**WHAT THIS TASK INVOLVES:**
Copy each line that includes the string "same" from the material into your answer.

# # # # #

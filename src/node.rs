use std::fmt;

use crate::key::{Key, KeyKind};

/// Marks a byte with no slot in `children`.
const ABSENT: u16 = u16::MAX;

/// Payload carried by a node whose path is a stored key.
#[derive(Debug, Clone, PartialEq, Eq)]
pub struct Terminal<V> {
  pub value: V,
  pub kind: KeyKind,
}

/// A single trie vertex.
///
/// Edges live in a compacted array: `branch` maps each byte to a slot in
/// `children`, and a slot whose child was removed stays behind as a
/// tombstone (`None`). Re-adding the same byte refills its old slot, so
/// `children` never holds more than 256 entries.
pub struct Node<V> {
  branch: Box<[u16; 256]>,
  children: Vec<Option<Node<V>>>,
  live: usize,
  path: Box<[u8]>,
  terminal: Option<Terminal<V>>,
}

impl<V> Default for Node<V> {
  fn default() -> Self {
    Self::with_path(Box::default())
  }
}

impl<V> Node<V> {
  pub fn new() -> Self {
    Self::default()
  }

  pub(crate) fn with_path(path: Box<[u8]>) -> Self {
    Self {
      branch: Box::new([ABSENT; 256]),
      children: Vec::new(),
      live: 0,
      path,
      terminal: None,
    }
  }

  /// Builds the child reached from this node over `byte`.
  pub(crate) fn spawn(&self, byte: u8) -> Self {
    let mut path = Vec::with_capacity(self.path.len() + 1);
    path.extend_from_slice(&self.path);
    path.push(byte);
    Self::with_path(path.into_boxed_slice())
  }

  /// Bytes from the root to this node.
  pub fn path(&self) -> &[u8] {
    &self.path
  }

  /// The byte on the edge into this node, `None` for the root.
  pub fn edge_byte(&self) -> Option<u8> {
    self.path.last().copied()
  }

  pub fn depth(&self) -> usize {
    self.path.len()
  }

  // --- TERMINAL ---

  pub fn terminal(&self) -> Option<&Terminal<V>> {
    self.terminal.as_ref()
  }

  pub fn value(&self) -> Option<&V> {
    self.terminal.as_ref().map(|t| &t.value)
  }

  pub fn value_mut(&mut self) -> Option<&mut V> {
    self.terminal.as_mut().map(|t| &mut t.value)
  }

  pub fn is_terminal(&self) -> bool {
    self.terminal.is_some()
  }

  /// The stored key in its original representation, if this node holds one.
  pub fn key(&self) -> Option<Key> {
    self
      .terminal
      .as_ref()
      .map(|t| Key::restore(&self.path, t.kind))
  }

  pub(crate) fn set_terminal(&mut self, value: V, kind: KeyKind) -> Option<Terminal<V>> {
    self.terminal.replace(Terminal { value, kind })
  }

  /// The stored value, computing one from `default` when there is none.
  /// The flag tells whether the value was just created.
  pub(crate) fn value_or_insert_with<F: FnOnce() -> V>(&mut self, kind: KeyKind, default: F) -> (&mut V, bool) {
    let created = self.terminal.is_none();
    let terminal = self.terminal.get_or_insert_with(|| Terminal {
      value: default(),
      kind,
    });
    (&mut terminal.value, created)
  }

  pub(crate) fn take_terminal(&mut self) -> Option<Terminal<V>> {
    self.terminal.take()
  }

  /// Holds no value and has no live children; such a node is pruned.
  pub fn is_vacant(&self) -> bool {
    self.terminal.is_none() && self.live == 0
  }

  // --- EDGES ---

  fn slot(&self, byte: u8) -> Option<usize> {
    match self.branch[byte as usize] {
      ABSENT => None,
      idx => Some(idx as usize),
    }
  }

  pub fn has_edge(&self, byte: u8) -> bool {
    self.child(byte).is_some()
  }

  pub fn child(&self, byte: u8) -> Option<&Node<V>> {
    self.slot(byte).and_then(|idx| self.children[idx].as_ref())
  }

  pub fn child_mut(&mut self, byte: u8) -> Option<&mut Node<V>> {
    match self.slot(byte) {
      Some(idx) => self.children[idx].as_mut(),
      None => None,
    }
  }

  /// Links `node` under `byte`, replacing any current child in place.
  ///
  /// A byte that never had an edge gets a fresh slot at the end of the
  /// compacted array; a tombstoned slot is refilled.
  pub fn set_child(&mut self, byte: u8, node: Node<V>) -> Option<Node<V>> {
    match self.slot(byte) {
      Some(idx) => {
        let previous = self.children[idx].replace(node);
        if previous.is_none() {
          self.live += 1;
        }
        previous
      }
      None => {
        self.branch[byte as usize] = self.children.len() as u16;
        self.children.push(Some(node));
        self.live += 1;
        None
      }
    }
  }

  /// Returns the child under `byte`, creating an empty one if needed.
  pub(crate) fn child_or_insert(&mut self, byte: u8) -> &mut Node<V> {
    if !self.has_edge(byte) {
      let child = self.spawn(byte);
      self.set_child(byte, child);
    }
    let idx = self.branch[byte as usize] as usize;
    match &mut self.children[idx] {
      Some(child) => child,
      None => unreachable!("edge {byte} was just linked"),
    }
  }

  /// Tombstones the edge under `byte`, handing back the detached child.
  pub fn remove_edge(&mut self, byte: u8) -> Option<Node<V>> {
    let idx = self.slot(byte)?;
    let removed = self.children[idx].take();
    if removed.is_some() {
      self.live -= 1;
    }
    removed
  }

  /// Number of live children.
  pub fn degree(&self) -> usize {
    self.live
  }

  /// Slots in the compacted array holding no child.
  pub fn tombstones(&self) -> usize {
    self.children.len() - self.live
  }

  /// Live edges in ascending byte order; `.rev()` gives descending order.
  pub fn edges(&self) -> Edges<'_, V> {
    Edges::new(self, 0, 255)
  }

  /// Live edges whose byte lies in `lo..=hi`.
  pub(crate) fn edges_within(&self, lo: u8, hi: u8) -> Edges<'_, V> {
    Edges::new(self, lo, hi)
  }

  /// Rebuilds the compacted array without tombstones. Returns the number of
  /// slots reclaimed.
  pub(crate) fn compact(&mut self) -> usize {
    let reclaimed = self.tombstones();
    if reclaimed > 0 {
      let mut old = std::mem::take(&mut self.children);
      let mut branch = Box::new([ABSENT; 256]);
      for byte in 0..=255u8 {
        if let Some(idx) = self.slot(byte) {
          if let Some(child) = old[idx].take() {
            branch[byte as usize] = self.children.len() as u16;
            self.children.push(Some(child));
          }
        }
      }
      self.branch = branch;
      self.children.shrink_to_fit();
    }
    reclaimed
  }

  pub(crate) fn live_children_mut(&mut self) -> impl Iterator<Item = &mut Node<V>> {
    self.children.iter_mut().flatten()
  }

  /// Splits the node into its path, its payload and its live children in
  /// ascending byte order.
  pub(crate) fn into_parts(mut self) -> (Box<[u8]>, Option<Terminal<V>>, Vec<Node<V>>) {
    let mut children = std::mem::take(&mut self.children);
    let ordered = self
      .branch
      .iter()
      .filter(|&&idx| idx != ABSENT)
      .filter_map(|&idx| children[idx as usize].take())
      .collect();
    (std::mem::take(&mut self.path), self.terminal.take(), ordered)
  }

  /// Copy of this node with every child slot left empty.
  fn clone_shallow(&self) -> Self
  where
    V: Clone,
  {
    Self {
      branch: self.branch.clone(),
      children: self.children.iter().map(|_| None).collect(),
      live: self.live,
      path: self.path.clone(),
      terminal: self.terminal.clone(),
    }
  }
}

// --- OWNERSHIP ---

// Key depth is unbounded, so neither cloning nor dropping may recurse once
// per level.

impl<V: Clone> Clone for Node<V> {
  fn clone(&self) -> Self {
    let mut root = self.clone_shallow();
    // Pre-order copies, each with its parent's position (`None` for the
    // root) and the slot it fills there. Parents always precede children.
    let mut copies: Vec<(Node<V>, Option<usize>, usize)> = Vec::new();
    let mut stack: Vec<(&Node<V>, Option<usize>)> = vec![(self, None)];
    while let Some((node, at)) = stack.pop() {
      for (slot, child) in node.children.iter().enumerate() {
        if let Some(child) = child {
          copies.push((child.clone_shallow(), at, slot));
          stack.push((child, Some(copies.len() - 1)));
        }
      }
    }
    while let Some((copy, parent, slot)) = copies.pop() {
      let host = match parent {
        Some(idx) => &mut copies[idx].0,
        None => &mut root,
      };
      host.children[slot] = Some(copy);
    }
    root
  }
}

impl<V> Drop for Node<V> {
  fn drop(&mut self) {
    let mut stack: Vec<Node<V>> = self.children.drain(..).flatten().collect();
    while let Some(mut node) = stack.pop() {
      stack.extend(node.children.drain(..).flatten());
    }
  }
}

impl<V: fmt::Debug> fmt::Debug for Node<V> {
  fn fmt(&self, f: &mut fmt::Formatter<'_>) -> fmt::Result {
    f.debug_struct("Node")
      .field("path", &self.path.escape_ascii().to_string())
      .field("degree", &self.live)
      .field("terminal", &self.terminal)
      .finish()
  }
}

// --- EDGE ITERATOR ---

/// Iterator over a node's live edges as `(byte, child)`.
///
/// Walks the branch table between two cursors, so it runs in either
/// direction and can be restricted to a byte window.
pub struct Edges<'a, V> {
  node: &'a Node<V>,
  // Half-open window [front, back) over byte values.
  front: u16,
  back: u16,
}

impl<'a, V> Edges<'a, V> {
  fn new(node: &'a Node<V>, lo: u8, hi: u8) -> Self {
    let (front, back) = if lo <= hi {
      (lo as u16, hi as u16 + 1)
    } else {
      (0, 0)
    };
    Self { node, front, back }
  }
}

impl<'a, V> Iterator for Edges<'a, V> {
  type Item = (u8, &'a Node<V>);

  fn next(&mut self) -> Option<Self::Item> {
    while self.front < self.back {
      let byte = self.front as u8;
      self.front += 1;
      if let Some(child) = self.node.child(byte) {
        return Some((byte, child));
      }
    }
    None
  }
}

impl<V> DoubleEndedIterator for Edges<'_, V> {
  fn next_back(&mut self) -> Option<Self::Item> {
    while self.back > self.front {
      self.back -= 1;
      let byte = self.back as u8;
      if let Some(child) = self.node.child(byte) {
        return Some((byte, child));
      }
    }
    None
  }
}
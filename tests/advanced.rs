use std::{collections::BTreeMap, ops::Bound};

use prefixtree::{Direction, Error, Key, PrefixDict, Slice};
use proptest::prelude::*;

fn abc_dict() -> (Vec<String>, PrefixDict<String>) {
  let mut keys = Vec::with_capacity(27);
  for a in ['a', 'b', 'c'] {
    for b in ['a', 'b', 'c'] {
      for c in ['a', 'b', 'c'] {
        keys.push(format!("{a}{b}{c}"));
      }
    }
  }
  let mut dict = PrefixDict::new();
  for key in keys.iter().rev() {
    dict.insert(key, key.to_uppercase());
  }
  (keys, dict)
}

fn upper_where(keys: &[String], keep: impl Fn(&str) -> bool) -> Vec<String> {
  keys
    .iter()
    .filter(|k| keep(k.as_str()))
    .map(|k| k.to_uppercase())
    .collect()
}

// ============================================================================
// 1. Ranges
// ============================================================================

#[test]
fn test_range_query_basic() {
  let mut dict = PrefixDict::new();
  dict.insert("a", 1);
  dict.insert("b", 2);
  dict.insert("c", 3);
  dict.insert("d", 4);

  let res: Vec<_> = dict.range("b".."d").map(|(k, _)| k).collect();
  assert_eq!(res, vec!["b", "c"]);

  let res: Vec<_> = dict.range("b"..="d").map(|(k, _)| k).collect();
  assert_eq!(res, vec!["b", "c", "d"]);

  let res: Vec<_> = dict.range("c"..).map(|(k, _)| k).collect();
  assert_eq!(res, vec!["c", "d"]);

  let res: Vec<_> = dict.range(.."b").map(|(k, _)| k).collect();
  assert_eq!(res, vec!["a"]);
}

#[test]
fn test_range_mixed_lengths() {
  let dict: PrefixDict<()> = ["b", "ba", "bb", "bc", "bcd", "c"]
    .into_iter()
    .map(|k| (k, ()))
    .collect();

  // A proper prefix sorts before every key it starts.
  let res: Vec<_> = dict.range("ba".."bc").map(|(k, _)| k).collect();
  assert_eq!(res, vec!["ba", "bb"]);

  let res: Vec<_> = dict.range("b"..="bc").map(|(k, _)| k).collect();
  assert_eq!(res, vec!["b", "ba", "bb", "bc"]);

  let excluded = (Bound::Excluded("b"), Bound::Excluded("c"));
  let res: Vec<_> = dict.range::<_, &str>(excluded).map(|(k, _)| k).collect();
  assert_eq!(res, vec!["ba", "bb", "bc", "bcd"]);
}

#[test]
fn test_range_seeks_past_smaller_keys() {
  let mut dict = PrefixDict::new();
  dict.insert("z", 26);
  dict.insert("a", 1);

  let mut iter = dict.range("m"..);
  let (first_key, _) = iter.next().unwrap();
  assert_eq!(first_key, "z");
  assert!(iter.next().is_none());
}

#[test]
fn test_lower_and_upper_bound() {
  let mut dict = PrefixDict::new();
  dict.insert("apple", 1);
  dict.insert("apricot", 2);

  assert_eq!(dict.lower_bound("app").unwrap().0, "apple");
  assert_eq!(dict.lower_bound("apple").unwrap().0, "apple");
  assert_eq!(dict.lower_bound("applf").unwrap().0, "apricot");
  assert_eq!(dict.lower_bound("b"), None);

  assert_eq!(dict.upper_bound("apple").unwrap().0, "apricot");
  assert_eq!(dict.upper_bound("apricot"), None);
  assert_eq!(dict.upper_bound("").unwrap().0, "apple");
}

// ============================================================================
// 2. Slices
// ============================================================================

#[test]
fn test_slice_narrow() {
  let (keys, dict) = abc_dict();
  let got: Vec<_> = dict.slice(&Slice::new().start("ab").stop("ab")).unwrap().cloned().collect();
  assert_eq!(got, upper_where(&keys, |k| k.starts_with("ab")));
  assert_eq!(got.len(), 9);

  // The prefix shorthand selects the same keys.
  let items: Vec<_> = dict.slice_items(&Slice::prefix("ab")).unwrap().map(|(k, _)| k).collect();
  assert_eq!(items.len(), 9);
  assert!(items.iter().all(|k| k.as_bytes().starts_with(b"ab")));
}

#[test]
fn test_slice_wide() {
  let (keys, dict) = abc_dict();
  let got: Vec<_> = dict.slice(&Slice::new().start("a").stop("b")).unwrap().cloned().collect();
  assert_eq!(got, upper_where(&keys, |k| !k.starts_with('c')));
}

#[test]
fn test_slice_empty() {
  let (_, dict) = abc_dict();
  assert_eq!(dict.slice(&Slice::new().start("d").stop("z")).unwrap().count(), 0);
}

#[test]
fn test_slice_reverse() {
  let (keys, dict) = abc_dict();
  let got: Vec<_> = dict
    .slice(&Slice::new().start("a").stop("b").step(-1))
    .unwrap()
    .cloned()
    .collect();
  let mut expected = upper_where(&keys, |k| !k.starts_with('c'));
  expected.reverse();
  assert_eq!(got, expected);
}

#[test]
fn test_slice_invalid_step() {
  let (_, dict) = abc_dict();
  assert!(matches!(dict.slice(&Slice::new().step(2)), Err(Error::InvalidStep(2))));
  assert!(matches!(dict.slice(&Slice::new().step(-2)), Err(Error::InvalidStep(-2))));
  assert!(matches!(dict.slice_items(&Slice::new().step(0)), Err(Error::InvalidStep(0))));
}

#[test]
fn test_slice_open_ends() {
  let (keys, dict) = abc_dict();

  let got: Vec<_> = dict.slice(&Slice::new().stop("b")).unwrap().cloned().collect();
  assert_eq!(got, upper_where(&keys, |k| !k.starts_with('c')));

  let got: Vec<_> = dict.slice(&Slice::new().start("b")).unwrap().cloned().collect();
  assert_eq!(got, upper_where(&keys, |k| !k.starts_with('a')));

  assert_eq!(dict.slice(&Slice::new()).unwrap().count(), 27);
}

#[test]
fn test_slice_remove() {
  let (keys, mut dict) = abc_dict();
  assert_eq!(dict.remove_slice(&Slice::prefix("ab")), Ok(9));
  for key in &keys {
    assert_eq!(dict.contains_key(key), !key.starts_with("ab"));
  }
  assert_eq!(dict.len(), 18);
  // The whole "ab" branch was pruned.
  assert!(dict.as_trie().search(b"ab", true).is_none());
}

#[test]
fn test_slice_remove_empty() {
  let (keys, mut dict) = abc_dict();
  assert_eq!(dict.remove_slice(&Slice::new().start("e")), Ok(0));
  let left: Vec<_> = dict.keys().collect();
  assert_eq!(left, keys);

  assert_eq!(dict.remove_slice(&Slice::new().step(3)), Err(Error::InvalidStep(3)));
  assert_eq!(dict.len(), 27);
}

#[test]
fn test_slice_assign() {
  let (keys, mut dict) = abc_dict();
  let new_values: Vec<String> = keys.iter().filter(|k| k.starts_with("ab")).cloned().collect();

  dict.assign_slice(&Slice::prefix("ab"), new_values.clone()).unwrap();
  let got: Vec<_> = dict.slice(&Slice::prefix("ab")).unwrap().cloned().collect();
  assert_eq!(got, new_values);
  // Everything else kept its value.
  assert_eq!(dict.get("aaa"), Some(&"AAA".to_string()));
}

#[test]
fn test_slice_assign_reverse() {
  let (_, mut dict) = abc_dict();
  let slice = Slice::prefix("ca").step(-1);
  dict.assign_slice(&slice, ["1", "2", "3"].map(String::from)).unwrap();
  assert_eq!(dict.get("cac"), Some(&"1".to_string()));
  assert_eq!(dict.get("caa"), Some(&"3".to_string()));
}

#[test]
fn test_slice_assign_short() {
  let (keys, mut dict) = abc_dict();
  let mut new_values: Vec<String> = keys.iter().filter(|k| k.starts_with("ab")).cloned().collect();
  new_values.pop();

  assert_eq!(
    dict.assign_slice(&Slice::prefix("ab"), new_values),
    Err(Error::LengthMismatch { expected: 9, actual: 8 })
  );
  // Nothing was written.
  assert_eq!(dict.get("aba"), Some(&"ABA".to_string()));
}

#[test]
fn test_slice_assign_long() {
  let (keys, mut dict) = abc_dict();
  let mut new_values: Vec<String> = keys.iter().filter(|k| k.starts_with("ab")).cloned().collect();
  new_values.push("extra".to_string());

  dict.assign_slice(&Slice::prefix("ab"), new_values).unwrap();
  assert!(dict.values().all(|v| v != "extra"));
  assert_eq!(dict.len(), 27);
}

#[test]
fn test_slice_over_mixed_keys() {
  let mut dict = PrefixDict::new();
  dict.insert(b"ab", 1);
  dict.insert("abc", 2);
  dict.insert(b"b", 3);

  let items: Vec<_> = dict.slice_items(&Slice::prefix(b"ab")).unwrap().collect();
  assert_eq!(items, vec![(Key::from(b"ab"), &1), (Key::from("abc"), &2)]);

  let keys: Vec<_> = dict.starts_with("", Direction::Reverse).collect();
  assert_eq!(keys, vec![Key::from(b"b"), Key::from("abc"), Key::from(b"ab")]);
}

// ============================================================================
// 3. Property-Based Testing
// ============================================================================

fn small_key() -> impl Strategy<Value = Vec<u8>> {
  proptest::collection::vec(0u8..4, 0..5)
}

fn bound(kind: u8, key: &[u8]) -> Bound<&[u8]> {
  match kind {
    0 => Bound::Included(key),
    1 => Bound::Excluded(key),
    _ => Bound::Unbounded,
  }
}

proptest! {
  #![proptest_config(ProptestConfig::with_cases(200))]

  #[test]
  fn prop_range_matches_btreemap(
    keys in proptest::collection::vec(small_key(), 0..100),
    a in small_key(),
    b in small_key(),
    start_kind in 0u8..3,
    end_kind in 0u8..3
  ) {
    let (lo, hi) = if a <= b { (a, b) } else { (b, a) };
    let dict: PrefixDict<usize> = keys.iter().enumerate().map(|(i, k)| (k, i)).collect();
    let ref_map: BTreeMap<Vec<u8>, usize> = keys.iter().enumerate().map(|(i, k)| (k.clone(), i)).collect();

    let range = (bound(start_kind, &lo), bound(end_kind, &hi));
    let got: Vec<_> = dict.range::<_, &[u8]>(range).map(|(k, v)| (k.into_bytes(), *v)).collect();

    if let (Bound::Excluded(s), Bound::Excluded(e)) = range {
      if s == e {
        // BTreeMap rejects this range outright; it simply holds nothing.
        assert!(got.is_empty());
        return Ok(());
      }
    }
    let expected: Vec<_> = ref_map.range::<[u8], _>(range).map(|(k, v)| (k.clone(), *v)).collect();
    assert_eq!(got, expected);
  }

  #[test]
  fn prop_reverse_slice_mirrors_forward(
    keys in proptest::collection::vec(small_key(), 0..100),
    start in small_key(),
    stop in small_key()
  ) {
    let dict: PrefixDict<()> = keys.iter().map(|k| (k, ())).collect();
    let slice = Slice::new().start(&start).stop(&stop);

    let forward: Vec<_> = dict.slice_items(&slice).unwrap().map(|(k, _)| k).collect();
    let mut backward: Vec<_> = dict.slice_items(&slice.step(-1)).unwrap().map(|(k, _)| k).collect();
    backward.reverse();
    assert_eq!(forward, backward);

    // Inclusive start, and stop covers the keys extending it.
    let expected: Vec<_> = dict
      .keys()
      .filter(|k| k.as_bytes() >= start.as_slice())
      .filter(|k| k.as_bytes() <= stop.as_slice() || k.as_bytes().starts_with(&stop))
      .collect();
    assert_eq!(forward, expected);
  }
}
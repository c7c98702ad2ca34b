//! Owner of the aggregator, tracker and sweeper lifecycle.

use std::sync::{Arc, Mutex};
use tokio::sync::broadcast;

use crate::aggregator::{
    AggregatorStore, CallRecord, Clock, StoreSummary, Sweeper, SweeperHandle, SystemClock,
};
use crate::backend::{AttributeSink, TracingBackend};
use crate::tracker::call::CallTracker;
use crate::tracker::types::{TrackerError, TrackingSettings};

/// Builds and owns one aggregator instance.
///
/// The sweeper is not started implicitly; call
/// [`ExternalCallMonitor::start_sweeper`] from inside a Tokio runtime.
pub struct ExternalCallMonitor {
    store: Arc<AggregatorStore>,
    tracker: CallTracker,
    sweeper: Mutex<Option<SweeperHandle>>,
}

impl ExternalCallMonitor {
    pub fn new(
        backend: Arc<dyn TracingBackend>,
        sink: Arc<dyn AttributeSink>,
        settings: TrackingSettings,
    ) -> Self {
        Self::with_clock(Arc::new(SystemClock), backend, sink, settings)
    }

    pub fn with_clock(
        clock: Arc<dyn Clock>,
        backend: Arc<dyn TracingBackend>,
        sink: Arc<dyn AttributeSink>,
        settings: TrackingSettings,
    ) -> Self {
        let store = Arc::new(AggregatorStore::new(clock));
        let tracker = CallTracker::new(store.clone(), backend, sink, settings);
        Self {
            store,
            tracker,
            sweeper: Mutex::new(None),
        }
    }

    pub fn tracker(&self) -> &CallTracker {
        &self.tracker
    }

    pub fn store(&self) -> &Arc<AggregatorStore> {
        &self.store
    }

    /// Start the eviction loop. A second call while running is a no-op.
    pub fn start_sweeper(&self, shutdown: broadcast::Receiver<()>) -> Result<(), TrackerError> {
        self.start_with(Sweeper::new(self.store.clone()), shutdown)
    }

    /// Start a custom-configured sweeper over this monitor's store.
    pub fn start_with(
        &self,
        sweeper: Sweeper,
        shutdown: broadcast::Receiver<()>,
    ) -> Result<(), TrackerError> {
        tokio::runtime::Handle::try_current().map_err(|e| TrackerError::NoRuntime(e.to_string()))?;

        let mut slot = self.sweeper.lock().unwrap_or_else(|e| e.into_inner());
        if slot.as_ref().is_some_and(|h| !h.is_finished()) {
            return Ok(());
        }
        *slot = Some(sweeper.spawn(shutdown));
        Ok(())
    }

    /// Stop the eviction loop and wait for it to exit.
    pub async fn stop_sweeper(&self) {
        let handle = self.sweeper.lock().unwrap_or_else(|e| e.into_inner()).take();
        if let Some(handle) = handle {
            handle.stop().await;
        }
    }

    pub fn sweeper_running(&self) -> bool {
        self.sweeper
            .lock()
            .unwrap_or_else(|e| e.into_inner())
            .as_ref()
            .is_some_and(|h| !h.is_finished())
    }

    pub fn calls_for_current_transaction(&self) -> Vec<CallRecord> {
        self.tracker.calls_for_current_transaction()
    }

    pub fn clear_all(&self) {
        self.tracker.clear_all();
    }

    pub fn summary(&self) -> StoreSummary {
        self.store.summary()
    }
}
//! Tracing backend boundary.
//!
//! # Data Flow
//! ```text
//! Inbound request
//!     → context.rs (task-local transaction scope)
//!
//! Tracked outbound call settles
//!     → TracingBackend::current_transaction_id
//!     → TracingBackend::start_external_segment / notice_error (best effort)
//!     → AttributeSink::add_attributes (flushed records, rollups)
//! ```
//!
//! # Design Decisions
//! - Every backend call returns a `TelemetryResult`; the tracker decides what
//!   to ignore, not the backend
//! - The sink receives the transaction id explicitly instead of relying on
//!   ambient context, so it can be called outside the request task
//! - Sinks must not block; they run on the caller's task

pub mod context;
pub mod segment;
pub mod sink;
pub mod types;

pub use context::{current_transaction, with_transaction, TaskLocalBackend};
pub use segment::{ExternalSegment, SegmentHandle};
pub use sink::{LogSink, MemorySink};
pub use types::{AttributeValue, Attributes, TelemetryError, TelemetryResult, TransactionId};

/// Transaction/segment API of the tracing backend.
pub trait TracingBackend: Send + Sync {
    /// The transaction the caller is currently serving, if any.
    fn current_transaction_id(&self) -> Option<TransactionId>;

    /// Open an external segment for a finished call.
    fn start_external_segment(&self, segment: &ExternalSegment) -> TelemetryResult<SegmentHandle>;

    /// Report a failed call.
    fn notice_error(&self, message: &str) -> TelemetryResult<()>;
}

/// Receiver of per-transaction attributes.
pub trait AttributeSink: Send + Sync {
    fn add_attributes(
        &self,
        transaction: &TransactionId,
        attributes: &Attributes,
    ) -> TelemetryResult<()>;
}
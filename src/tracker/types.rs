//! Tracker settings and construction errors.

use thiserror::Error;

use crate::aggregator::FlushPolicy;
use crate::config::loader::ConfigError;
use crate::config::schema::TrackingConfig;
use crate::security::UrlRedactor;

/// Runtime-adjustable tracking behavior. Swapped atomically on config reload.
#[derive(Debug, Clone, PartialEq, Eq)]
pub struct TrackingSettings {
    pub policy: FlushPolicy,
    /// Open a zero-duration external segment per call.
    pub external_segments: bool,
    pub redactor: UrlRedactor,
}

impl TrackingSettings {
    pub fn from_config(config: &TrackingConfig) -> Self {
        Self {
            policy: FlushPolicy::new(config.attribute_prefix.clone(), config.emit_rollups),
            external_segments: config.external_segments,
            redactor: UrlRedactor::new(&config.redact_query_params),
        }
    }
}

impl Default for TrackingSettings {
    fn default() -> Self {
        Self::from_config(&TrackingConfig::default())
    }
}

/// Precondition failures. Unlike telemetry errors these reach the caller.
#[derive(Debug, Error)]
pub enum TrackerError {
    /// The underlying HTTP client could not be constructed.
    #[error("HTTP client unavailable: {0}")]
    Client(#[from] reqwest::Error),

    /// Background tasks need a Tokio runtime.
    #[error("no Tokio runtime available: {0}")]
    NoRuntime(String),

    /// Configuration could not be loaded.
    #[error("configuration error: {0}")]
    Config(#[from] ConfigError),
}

# # # # #

**RESULT OF THIS TASK:**
/// tombstone (`None`). Re-adding the same byte refills its old slot, so
  // The prefix shorthand selects the same keys.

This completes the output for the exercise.